//! Application lifecycle - initialization and the per-frame tick.

use super::state::{
    Atelier, CarouselState, EnquiryState, GalleryState, LightboxState, NavigationState,
    SettingsState, SystemState, UiState,
};
use crate::carousel::ScrollTrack;
use crate::catalog::Catalog;
use crate::enquiry::EnquiryForm;
use crate::notifications::ToastManager;
use crate::perf::PerfMonitor;
use crate::settings::Settings;
use crate::types::{AppView, CategoryFilter};
use gpui::*;

impl Atelier {
    pub fn new(cx: &mut Context<Self>) -> Self {
        let settings = Settings::load();
        let catalog = Catalog::load_or_builtin(settings.catalog_path.as_deref());

        Self {
            navigation: NavigationState {
                view: AppView::Home,
            },
            carousel: CarouselState {
                track: ScrollTrack::new(settings.tuning.sensitivity),
                region: None,
            },
            gallery: GalleryState {
                catalog,
                filter: CategoryFilter::All,
            },
            lightbox: LightboxState {
                current: None,
                hint_until: None,
                backdrop_clicked: false,
            },
            enquiry: EnquiryState {
                artwork_id: None,
                form: EnquiryForm::default(),
                name_input: None,
                email_input: None,
                phone_input: None,
                message_input: None,
                errors: Vec::new(),
                backdrop_clicked: false,
            },
            settings: SettingsState { data: settings },
            ui: UiState {
                toast_manager: ToastManager::new(),
            },
            system: SystemState {
                carousel_focus: cx.focus_handle(),
                perf_monitor: PerfMonitor::new(),
                frame_queued: false,
            },
        }
    }

    /// Returns true while something time-driven needs more frames: an eased
    /// scroll, live toasts, or the lightbox hint countdown.
    pub fn needs_frames(&self) -> bool {
        self.carousel.track.is_animating()
            || !self.ui.toast_manager.is_empty()
            || self.lightbox.hint_until.is_some()
    }

    /// Queue a frame-tick callback if one isn't already pending.
    pub fn request_frame(&mut self, window: &mut Window, cx: &mut Context<Self>) {
        if self.system.frame_queued {
            return;
        }
        self.system.frame_queued = true;
        let entity = cx.entity();
        window.on_next_frame(move |window, cx| {
            entity.update(cx, |this, cx| {
                this.system.frame_queued = false;
                this.tick(window, cx);
            });
        });
    }

    /// Advance time-driven state one frame: eased scroll, toast expiry, and
    /// the lightbox hint. Notifies and re-queues while anything is live.
    fn tick(&mut self, window: &mut Window, cx: &mut Context<Self>) {
        self.system.perf_monitor.begin_frame();

        let mut changed = self.carousel.track.tick();

        if self.ui.toast_manager.prune() {
            changed = true;
        }

        if let Some(until) = self.lightbox.hint_until {
            if std::time::Instant::now() >= until {
                self.lightbox.hint_until = None;
                changed = true;
            }
        }

        self.system.perf_monitor.end_frame();

        if changed {
            cx.notify();
        }
        if self.needs_frames() {
            self.request_frame(window, cx);
        }
    }
}
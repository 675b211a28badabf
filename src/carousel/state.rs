//! Drag state machine - explicit state for the carousel's pointer gesture.
//!
//! A single enum replaces scattered boolean flags, making impossible states
//! unrepresentable: a drag session exists if and only if the state is
//! `Dragging`, and the session's origin data lives inside that variant.
//!
//! ## State Transitions
//!
//! ```text
//! Idle -> Dragging      (pointer down over the track)
//! Dragging -> Idle      (pointer up, or pointer leaving the track region)
//! ```
//!
//! `end()` is idempotent: ending from `Idle` is a no-op, never an error. The
//! pointer-leave path calls it defensively so an abandoned gesture can never
//! leave the track stuck in `Dragging`.

/// State of the carousel drag gesture.
#[derive(Debug, Clone, Copy, PartialEq)]
pub enum DragState {
    /// No active drag session
    Idle,

    /// An active drag session
    Dragging {
        /// Pointer x position at the moment the drag started
        origin_x: f32,
        /// Track offset at the moment the drag started
        origin_offset: f32,
    },
}

impl Default for DragState {
    fn default() -> Self {
        Self::Idle
    }
}

impl DragState {
    /// Returns true if a drag session is active
    pub fn is_dragging(&self) -> bool {
        matches!(self, Self::Dragging { .. })
    }

    /// Returns true if the state is Idle
    pub fn is_idle(&self) -> bool {
        matches!(self, Self::Idle)
    }

    /// Open a drag session. No-op if one is already active.
    pub fn start(&mut self, origin_x: f32, origin_offset: f32) {
        if self.is_idle() {
            *self = Self::Dragging {
                origin_x,
                origin_offset,
            };
        }
    }

    /// Close the drag session. Idempotent.
    pub fn end(&mut self) {
        *self = Self::Idle;
    }

    /// Get the session origin `(pointer_x, offset)`, if dragging
    pub fn origin(&self) -> Option<(f32, f32)> {
        match self {
            Self::Dragging {
                origin_x,
                origin_offset,
            } => Some((*origin_x, *origin_offset)),
            Self::Idle => None,
        }
    }
}
//! Application entry point.

use atelier::app::Atelier;
use gpui::*;
use tracing_subscriber::EnvFilter;

fn main() {
    tracing_subscriber::fmt()
        .with_env_filter(EnvFilter::from_default_env())
        .init();

    tracing::info!(version = env!("CARGO_PKG_VERSION"), "Starting Atelier");

    let app = Application::new();
    app.run(move |cx| {
        gpui_component::init(cx);

        let bounds = Bounds::centered(None, size(px(1280.0), px(860.0)), cx);
        let options = WindowOptions {
            window_bounds: Some(WindowBounds::Windowed(bounds)),
            titlebar: Some(TitlebarOptions {
                title: Some("Atelier".into()),
                ..Default::default()
            }),
            ..Default::default()
        };

        let window = cx.open_window(options, |window, cx| {
            let view = cx.new(|cx| Atelier::new(cx));
            cx.new(|cx| gpui_component::Root::new(Into::<AnyView>::into(view), window, cx))
        });

        match window {
            Ok(_) => cx.activate(true),
            Err(e) => {
                tracing::error!(error = %e, "Failed to open window");
                cx.quit();
            }
        }
    });
}
//! Integration tests for Atelier.
//!
//! These tests verify the interaction between multiple components
//! and test complete workflows end-to-end.

mod carousel_workflow_tests;
mod enquiry_workflow_tests;
mod gallery_workflow_tests;
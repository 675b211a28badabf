//! Snapshot tests using the insta crate.
//!
//! Inline snapshots pin the serialized catalog format: artwork records are
//! what a user-supplied catalog.json must contain, so accidental field
//! renames or reorderings should fail loudly here.

use crate::helpers::TestCatalogBuilder;
use atelier::types::Artwork;
use std::path::PathBuf;

#[test]
fn snapshot_artwork_featured() {
    let artwork = Artwork {
        id: 1,
        category: "painting".to_string(),
        src: PathBuf::from("/art/abstract-horizon.jpg"),
        title: "Abstract Horizon".to_string(),
        year: "2026".to_string(),
        medium: "Acrylic on Canvas".to_string(),
        size: "36 x 48 in".to_string(),
        series: "Horizon Series".to_string(),
        featured: true,
    };
    insta::assert_json_snapshot!(artwork, @r###"
    {
      "id": 1,
      "category": "painting",
      "src": "/art/abstract-horizon.jpg",
      "title": "Abstract Horizon",
      "year": "2026",
      "medium": "Acrylic on Canvas",
      "size": "36 x 48 in",
      "series": "Horizon Series",
      "featured": true
    }
    "###);
}

#[test]
fn snapshot_catalog_categories() {
    let catalog = TestCatalogBuilder::new()
        .with_artwork("painting", true)
        .with_artwork("sculpture", false)
        .with_artwork("painting", false)
        .with_artwork("mixed-media", true)
        .build();
    insta::assert_json_snapshot!(catalog.categories(), @r###"
    [
      "painting",
      "sculpture",
      "mixed-media"
    ]
    "###);
}

#[test]
fn test_artwork_featured_defaults_to_false_when_absent() {
    let raw = r#"{
        "id": 9,
        "category": "digital",
        "src": "/art/signal-garden.jpg",
        "title": "Signal Garden",
        "year": "2024",
        "medium": "Digital Print",
        "size": "40 x 40 in",
        "series": "Digital Explorations"
    }"#;
    let artwork: Artwork = serde_json::from_str(raw).unwrap();
    assert!(!artwork.featured);
}
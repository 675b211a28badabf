//! Application state - the Atelier struct definition and sub-structs.

use crate::carousel::ScrollTrack;
use crate::catalog::Catalog;
use crate::enquiry::{EnquiryForm, ValidationError};
use crate::notifications::ToastManager;
use crate::perf::PerfMonitor;
use crate::settings::Settings;
use crate::types::{AppView, CategoryFilter};
use gpui::{Bounds, Entity, FocusHandle, Pixels};
use gpui_component::input::InputState;
use std::time::Instant;

/// Navigation state - which top-level view is showing
pub struct NavigationState {
    /// Current view (Home or Gallery)
    pub view: AppView,
}

/// Carousel interaction state - the scroll track and its measured region
pub struct CarouselState {
    /// The scroll track driving offset and progress
    pub track: ScrollTrack,
    /// Screen bounds of the carousel region, captured at layout. Used to
    /// detect the pointer leaving mid-drag.
    pub region: Option<Bounds<Pixels>>,
}

/// Gallery state - catalog data and the active category filter
pub struct GalleryState {
    /// The artwork catalog
    pub catalog: Catalog,
    /// Currently selected category filter
    pub filter: CategoryFilter,
}

/// Lightbox overlay state
pub struct LightboxState {
    /// Index of the open artwork within the filtered set, if open
    pub current: Option<usize>,
    /// When the usage hint should disappear
    pub hint_until: Option<Instant>,
    /// Backdrop clicked flag for click-to-close
    pub backdrop_clicked: bool,
}

impl LightboxState {
    pub fn is_open(&self) -> bool {
        self.current.is_some()
    }

    pub fn hint_visible(&self) -> bool {
        self.hint_until.is_some_and(|until| Instant::now() < until)
    }

    /// Step to the next artwork, wrapping at the end of the filtered set.
    /// No-op when closed or when there is nothing to step to.
    pub fn step_next(&mut self, count: usize) {
        if let Some(current) = self.current {
            if count > 1 {
                self.current = Some((current + 1) % count);
            }
        }
    }

    /// Step to the previous artwork, wrapping at the start.
    pub fn step_prev(&mut self, count: usize) {
        if let Some(current) = self.current {
            if count > 1 {
                self.current = Some((current + count - 1) % count);
            }
        }
    }
}

/// Enquiry modal state - form inputs and validation results
pub struct EnquiryState {
    /// Artwork id the modal is bound to, if open
    pub artwork_id: Option<u64>,
    /// Checkbox state mirrored outside the text inputs
    pub form: EnquiryForm,
    /// Input field for the sender's name
    pub name_input: Option<Entity<InputState>>,
    /// Input field for the sender's email
    pub email_input: Option<Entity<InputState>>,
    /// Input field for the sender's phone (optional)
    pub phone_input: Option<Entity<InputState>>,
    /// Input field for the message (optional)
    pub message_input: Option<Entity<InputState>>,
    /// Failed validation rules from the last submit attempt
    pub errors: Vec<ValidationError>,
    /// Backdrop clicked flag for click-to-close
    pub backdrop_clicked: bool,
}

impl EnquiryState {
    pub fn is_open(&self) -> bool {
        self.artwork_id.is_some()
    }
}

/// Settings state
pub struct SettingsState {
    /// Settings data
    pub data: Settings,
}

/// UI state - toasts
pub struct UiState {
    /// Toast notification manager
    pub toast_manager: ToastManager,
}

/// Performance and system state
pub struct SystemState {
    /// Focus handle for the carousel region (keyboard navigation)
    pub carousel_focus: FocusHandle,
    /// Performance monitor
    pub perf_monitor: PerfMonitor,
    /// Whether a frame-tick callback is already queued
    pub frame_queued: bool,
}

/// Main application state - composed of focused sub-structs
pub struct Atelier {
    /// Navigation state
    pub navigation: NavigationState,
    /// Carousel interaction state
    pub carousel: CarouselState,
    /// Gallery state
    pub gallery: GalleryState,
    /// Lightbox overlay state
    pub lightbox: LightboxState,
    /// Enquiry modal state
    pub enquiry: EnquiryState,
    /// Settings state
    pub settings: SettingsState,
    /// UI state
    pub ui: UiState,
    /// System and performance state
    pub system: SystemState,
}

- _Task description_: The expected answer is each line of the records above that includes the string "modal".

- _Finished exercise_:
/// Enquiry modal state - form inputs and validation results
    /// Artwork id the modal is bound to, if open
    /// Enquiry modal state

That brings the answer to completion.